Power seems fine once it works, turns well, batteries seem charged...etc.


----------



## joshg (Nov 12, 2009)

I think this might represent my truck..but can't find the other pages, or list of parts.


----------



## 911tech (Dec 31, 2009)

sounds like your starter solinoied is going bad and not engaging the plunger evertime you turn the key. next time it does it try using a long bar and hammer to lightly tap on the solinoied chances are it will fire up. if so replace the starter.


----------



## joshg (Nov 12, 2009)

But would that make everthing else go dead? Lights, interior lights, dash, windows, chime etc?


----------



## joshg (Nov 12, 2009)

Anyone else have input?


----------



## jb1390 (Sep 23, 2008)

Do you lose brake lights when this happens as well? 

Some vehicles are designed to kill power to other high energy sources when the key is turned-to allow maximum power to go to the starter. I am thinking that maybe a sticky ignition switch is not fully seating-and also not returning. If that is designed to kill power to the high-energy devices while the truck is starting, it's possible that the switch is stuck in a position where electrically it appears that the truck is starting-hence why nothing works. Ignition switches are a pain to change, but not very expensive. But I think brake lights are almost always connected so they will work regardless of key position. 
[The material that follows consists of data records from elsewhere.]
//! Export of chat transcripts to printable PDF documents.
//!
//! [`TextExporter`] re-flows the conversation as selectable text and is the
//! default. [`VisualExporter`] rasterizes the on-screen conversation panel
//! instead.

pub mod capture;
pub mod document;
pub mod geometry;
pub mod text_export;
pub mod wrap;

pub use capture::{Bitmap, CaptureSurface, LayoutState, Overflow, VisualExporter};
pub use document::{Page, PageItem, PdfDocument, PlacedImage, PlacedLine};
pub use geometry::PageGeometry;
pub use text_export::{TextExporter, DEFAULT_TITLE, EXPORT_FILENAME};
pub use wrap::wrap_text;
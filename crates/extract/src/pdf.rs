//! PDF text extraction backed by lopdf.

use kitty_core::{DocumentFormat, Error, Result};
use lopdf::content::Content;
use lopdf::{Document, Encoding, Object, ObjectId};
use std::collections::BTreeMap;

const FORMAT: DocumentFormat = DocumentFormat::Pdf;

/// Extractor for PDF documents.
pub struct PdfExtractor;

impl PdfExtractor {
    pub fn new() -> Self {
        Self
    }

    /// Extract text page by page.
    ///
    /// Every text-showing operation on a page is one run; runs are joined
    /// with single spaces and pages are separated by a blank line. Pages
    /// without text (scans, images) are skipped, so an image-only PDF yields
    /// an empty string.
    pub fn extract(&self, bytes: &[u8]) -> Result<String> {
        let doc = Document::load_mem(bytes)
            .map_err(|e| Error::parse(FORMAT, format!("Failed to open PDF: {}", e)))?;

        let pages = doc.get_pages();
        log::debug!("PDF has {} page(s)", pages.len());

        let mut page_texts = Vec::with_capacity(pages.len());
        for (page_number, page_id) in &pages {
            let runs = page_runs(&doc, *page_id).map_err(|e| {
                Error::parse(FORMAT, format!("Failed to read page {}: {}", page_number, e))
            })?;

            let text = join_runs(&runs);
            if text.is_empty() {
                log::debug!("PDF page {} has no extractable text", page_number);
            } else {
                page_texts.push(text);
            }
        }

        Ok(page_texts.join("\n\n"))
    }
}

impl Default for PdfExtractor {
    fn default() -> Self {
        Self::new()
    }
}

/// Decode the text runs of one page in content-stream order.
fn page_runs(doc: &Document, page_id: ObjectId) -> lopdf::Result<Vec<String>> {
    let encodings: BTreeMap<Vec<u8>, Encoding> = doc
        .get_page_fonts(page_id)?
        .into_iter()
        .map(|(name, font)| font.get_font_encoding(doc).map(|encoding| (name, encoding)))
        .collect::<lopdf::Result<_>>()?;
    let content = Content::decode(&doc.get_page_content(page_id)?)?;

    let mut runs = Vec::new();
    let mut encoding = None;
    for operation in &content.operations {
        let operands = match operation.operator.as_str() {
            "Tf" => {
                encoding = operation
                    .operands
                    .first()
                    .and_then(|name| name.as_name().ok())
                    .and_then(|name| encodings.get(name));
                continue;
            }
            "Tj" | "TJ" | "'" => &operation.operands[..],
            // aw ac string
            "\"" => operation.operands.get(2..).unwrap_or_default(),
            _ => continue,
        };

        let Some(encoding) = encoding else {
            log::debug!("Skipping text shown before a font was selected");
            continue;
        };

        let mut run = String::new();
        collect_run(&mut run, encoding, operands)?;
        if !run.trim().is_empty() {
            runs.push(run);
        }
    }

    Ok(runs)
}

/// Append the decoded strings of a text-showing operation to `run`.
///
/// Large negative kerning inside a `TJ` array is how generators encode a
/// word gap, so it becomes a space.
fn collect_run(run: &mut String, encoding: &Encoding, operands: &[Object]) -> lopdf::Result<()> {
    for operand in operands {
        match operand {
            Object::String(bytes, _) => run.push_str(&Document::decode_text(encoding, bytes)?),
            Object::Array(items) => collect_run(run, encoding, items)?,
            Object::Integer(offset) if *offset < -100 => run.push(' '),
            Object::Real(offset) if *offset < -100.0 => run.push(' '),
            _ => {}
        }
    }
    Ok(())
}

/// Join runs with single spaces, collapsing whitespace inside them.
fn join_runs(runs: &[String]) -> String {
    runs.iter()
        .flat_map(|run| run.split_whitespace())
        .collect::<Vec<_>>()
        .join(" ")
}
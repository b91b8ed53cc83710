//! Concurrent extraction of a whole submission.

use crate::extract;
use futures::future::try_join_all;
use kitty_core::{combine_materials, Error, Result, UploadedFile};

/// Extract every file concurrently, returning texts in submission order.
///
/// Each file runs on the blocking pool. The first failure fails the whole
/// batch with that file's error; no partial results are returned.
pub async fn extract_all(files: Vec<UploadedFile>) -> Result<Vec<String>> {
    let tasks = files.into_iter().map(|file| async move {
        let name = file.name.clone();
        let result = tokio::task::spawn_blocking(move || extract(&file))
            .await
            .map_err(|e| Error::TaskFailed(format!("extraction of '{}' did not finish: {}", name, e)))?;

        if let Err(ref e) = result {
            log::warn!("Failed to extract '{}': {}", name, e);
        }
        result
    });

    try_join_all(tasks).await
}

/// Extract `files` and combine them with pasted text into one study context.
///
/// Fails with `NoMaterials` when there is neither pasted text nor a file.
pub async fn prepare_materials(pasted: &str, files: Vec<UploadedFile>) -> Result<String> {
    let documents = extract_all(files).await?;
    combine_materials(pasted, &documents)
}
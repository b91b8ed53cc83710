//! Domain types for study materials and chat transcripts.

use crate::error::{Error, Result};
use serde::{Deserialize, Serialize};
use std::fmt;
use std::path::Path;

/// Opening message the assistant shows when a study session starts.
pub const GREETING: &str = "Hello! I'm your study kitty. Ask me anything about your materials.";

/// An uploaded study document: its name (used only for the extension) and raw bytes.
#[derive(Debug, Clone)]
pub struct UploadedFile {
    /// Original filename (without path).
    pub name: String,

    /// Raw file content.
    pub bytes: Vec<u8>,
}

impl UploadedFile {
    /// Create an uploaded file from a name and its bytes.
    pub fn new(name: impl Into<String>, bytes: impl Into<Vec<u8>>) -> Self {
        Self {
            name: name.into(),
            bytes: bytes.into(),
        }
    }

    /// Read a file from disk, keeping only its file name.
    pub fn from_path(path: &Path) -> Result<Self> {
        let bytes = std::fs::read(path)?;
        let name = path
            .file_name()
            .and_then(|n| n.to_str())
            .unwrap_or("unknown")
            .to_string();
        Ok(Self { name, bytes })
    }

    /// Lowercased extension of the filename, or an empty string if there is none.
    pub fn extension(&self) -> String {
        Path::new(&self.name)
            .extension()
            .and_then(|e| e.to_str())
            .map(str::to_lowercase)
            .unwrap_or_default()
    }
}

/// The format of an uploaded document, chosen from its extension.
#[derive(Debug, Clone, Copy, PartialEq, Eq, Serialize, Deserialize)]
pub enum DocumentFormat {
    /// Plain text, Markdown or CSV.
    PlainText,
    /// Portable Document Format.
    Pdf,
    /// Word-processing Office Open XML.
    Docx,
    /// Presentation Office Open XML.
    Pptx,
    /// Legacy binary Word document (best-effort only).
    LegacyDoc,
}

impl DocumentFormat {
    /// Every extension we accept, in the order shown to users.
    pub const SUPPORTED_EXTENSIONS: &'static [&'static str] =
        &["txt", "md", "csv", "pdf", "docx", "pptx", "doc"];

    /// Detect format from a file extension (case-insensitive).
    pub fn from_extension(ext: &str) -> Option<Self> {
        match ext.to_lowercase().as_str() {
            "txt" | "md" | "csv" => Some(Self::PlainText),
            "pdf" => Some(Self::Pdf),
            "docx" => Some(Self::Docx),
            "pptx" => Some(Self::Pptx),
            "doc" => Some(Self::LegacyDoc),
            _ => None,
        }
    }

    /// Detect format for an uploaded file, failing with `UnsupportedFormat`.
    pub fn for_file(file: &UploadedFile) -> Result<Self> {
        let ext = file.extension();
        Self::from_extension(&ext).ok_or_else(|| Error::unsupported(ext))
    }

    /// Supported extensions formatted for an error message.
    pub fn supported_list() -> String {
        let dotted: Vec<String> = Self::SUPPORTED_EXTENSIONS
            .iter()
            .map(|e| format!(".{}", e))
            .collect();
        match dotted.split_last() {
            Some((last, rest)) if !rest.is_empty() => format!("{}, or {}", rest.join(", "), last),
            Some((last, _)) => last.clone(),
            None => String::new(),
        }
    }
}

impl fmt::Display for DocumentFormat {
    fn fmt(&self, f: &mut fmt::Formatter<'_>) -> fmt::Result {
        let name = match self {
            Self::PlainText => "Text",
            Self::Pdf => "PDF",
            Self::Docx => "DOCX",
            Self::Pptx => "PPTX",
            Self::LegacyDoc => "DOC",
        };
        f.write_str(name)
    }
}

/// Who authored a chat turn.
#[derive(Debug, Clone, Copy, PartialEq, Eq, Serialize, Deserialize)]
#[serde(rename_all = "lowercase")]
pub enum Role {
    User,
    Assistant,
}

impl Role {
    /// Wire name used by chat-completions APIs.
    pub fn as_str(&self) -> &'static str {
        match self {
            Self::User => "user",
            Self::Assistant => "assistant",
        }
    }
}

/// One message in a conversation.
#[derive(Debug, Clone, PartialEq, Eq, Serialize, Deserialize)]
pub struct ChatTurn {
    pub role: Role,
    pub content: String,

    /// Marks the synthetic opening greeting, which is not user content.
    #[serde(default, skip_serializing_if = "std::ops::Not::not")]
    pub greeting: bool,
}

impl ChatTurn {
    /// A turn typed by the user.
    pub fn user(content: impl Into<String>) -> Self {
        Self {
            role: Role::User,
            content: content.into(),
            greeting: false,
        }
    }

    /// A turn produced by the assistant.
    pub fn assistant(content: impl Into<String>) -> Self {
        Self {
            role: Role::Assistant,
            content: content.into(),
            greeting: false,
        }
    }

    /// The canned greeting that opens every session.
    pub fn greeting() -> Self {
        Self {
            role: Role::Assistant,
            content: GREETING.to_string(),
            greeting: true,
        }
    }
}

/// An ordered, append-only conversation.
#[derive(Debug, Clone, Default, PartialEq, Eq, Serialize, Deserialize)]
#[serde(transparent)]
pub struct Transcript {
    turns: Vec<ChatTurn>,
}

impl Transcript {
    /// Create an empty transcript.
    pub fn new() -> Self {
        Self::default()
    }

    /// Create a transcript that starts with the canned greeting.
    pub fn with_greeting() -> Self {
        Self {
            turns: vec![ChatTurn::greeting()],
        }
    }

    /// Append a turn.
    pub fn push(&mut self, turn: ChatTurn) {
        self.turns.push(turn);
    }

    /// All turns in conversation order.
    pub fn turns(&self) -> &[ChatTurn] {
        &self.turns
    }

    pub fn len(&self) -> usize {
        self.turns.len()
    }

    pub fn is_empty(&self) -> bool {
        self.turns.is_empty()
    }

    /// Parse a transcript from its JSON array form.
    pub fn from_json(json: &str) -> Result<Self> {
        Ok(serde_json::from_str(json)?)
    }

    /// Serialize the transcript as pretty JSON.
    pub fn to_json(&self) -> Result<String> {
        Ok(serde_json::to_string_pretty(self)?)
    }
}

impl From<Vec<ChatTurn>> for Transcript {
    fn from(turns: Vec<ChatTurn>) -> Self {
        Self { turns }
    }
}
It doesn't seem to me that a loose connection would cause even an interior light not to work once you've taken your hand off the key.


----------



## zzamud (Dec 23, 2010)

You have a bad connection on batts. When it does work everything fine so batts charged. Unhook all batt cables bruch off all corrosion and retighten. Definatly just a bad connection if it kills everythin meaning batt juice doesnt go anywhere


----------



## jb1390 (Sep 23, 2008)

I am assuming that, since windows are listed, power doesn't return once your hand is off the key-correct (until the truck starts)? If power doesn't come back at all even when the load is removed, then it isn't loose connections.


----------



## zzamud (Dec 23, 2010)

You lose power only when in key n start position? Or u lose all power after u try to start and key returns to run position? If the first answer then bad starter. If second answer bad batt connection


----------



## joshg (Nov 12, 2009)

To answer your questions everything stays dead even when I return the key back to run, and/or remove. Only once things "reset" (on their own) do I get power back again. So that would lead me down the battery connection path rather than starter as you described. 

I don't recall if the brakes lights were working, will look next time it occurs. 

Thanks for input guys. Sounds like I need to get to work on checking and retightening all battery connections. I gave them a cursory once over but didn't remove and inspect...that was where I was headed.


----------



## BigLou80 (Feb 25, 2008)

Clicking but not spinning still sounds like a bad starter to me OR one of your isolated dual batteries is DEAD flat ass dead. have you disconnected and checked both batteries individually ?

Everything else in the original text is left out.